Reagan is quiet, then she says carefully, “You’re not. You never were. But I understand. When you’re ready, honey, you know I’m there.”

I know.

I always know she will be there.

We talk a while longer, then say goodbye and I hang up. My mother is watching me from the door. There is a coffee in her hand, and her shoes are off, and she looks so tired I want to tell her to go sleep. Instead, I ask the question that’s been gathering inside my ribcage since the ambulance.

“Am I making the wrong choice?”

She walks over, sitting on the edge of the bed and reaching up to tuck a strand of hair behind my ear. “No, honey,” she says. “You’re not. You need time to figure out who you want to be next. You have been through so much. You need time.”

I nod. It’s not comfort, not exactly, but it is something.
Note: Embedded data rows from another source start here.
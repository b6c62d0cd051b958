//! Utilities for testing the push client without shuffle workers.
//!
//! - [`client`] builds a client wired to the mocks and offers polling helpers.
//! - [`transport`] provides in-memory implementations of the transport and lifecycle manager
//!   traits that record every request and let tests decide when and how batches complete.
//! - [`notify`] provides [`notify::ActivitySignal`] so tests wait for mock activity with a deadline.
//! - [`failpoints`] configures fail points for the duration of a test.

pub mod client;
pub mod failpoints;
pub mod notify;
pub mod transport;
She eventually leaves me when the painkillers kick in. I roll onto my side, cradling the hollowness where my heart used to be. I wonder if the part of me that loved Travis will ever stop bleeding.

I don’t dream.

The body is smarter than the mind sometimes; it knows better than to go back to a place that feels like dying. When I wake, it is nearly night again, and my mother is asleep on the vinyl recliner with a blanket wrapped around her knees.

They say that pain means you’re alive.

I count my breaths and try to believe it.